[Material for this task Boundary: Start]

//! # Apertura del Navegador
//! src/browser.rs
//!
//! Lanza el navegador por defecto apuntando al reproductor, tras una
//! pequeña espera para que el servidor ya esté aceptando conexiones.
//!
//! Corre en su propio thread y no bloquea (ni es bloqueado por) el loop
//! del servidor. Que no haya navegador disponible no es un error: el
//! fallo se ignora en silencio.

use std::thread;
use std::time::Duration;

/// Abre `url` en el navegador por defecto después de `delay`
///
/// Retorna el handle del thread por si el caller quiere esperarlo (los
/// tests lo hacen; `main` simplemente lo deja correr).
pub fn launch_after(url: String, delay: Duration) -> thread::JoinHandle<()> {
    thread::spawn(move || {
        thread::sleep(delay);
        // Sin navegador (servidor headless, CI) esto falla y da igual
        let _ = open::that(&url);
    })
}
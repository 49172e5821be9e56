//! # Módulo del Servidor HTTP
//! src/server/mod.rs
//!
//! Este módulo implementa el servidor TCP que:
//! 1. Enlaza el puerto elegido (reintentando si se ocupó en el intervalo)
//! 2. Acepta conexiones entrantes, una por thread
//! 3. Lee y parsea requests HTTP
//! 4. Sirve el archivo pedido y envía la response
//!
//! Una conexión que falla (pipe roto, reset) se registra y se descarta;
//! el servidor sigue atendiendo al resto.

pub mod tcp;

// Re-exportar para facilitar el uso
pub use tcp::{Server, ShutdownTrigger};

[Material for this task Boundary: End]

* **Task details**
The response should be an exact copy of the lines from the one with "falla y da igual" through the end of the data, with no other text.

* **Exercise output**
        // Sin navegador (servidor headless, CI) esto falla y da igual
        let _ = open::that(&url);
    })
}
repository 49172e5821be9e56
//! # Módulo del Servidor HTTP
//! src/server/mod.rs
//!
//! Este módulo implementa el servidor TCP que:
//! 1. Enlaza el puerto elegido (reintentando si se ocupó en el intervalo)
//! 2. Acepta conexiones entrantes, una por thread
//! 3. Lee y parsea requests HTTP
//! 4. Sirve el archivo pedido y envía la response
//!
//! Una conexión que falla (pipe roto, reset) se registra y se descarta;
//! el servidor sigue atendiendo al resto.

pub mod tcp;

// Re-exportar para facilitar el uso
pub use tcp::{Server, ShutdownTrigger};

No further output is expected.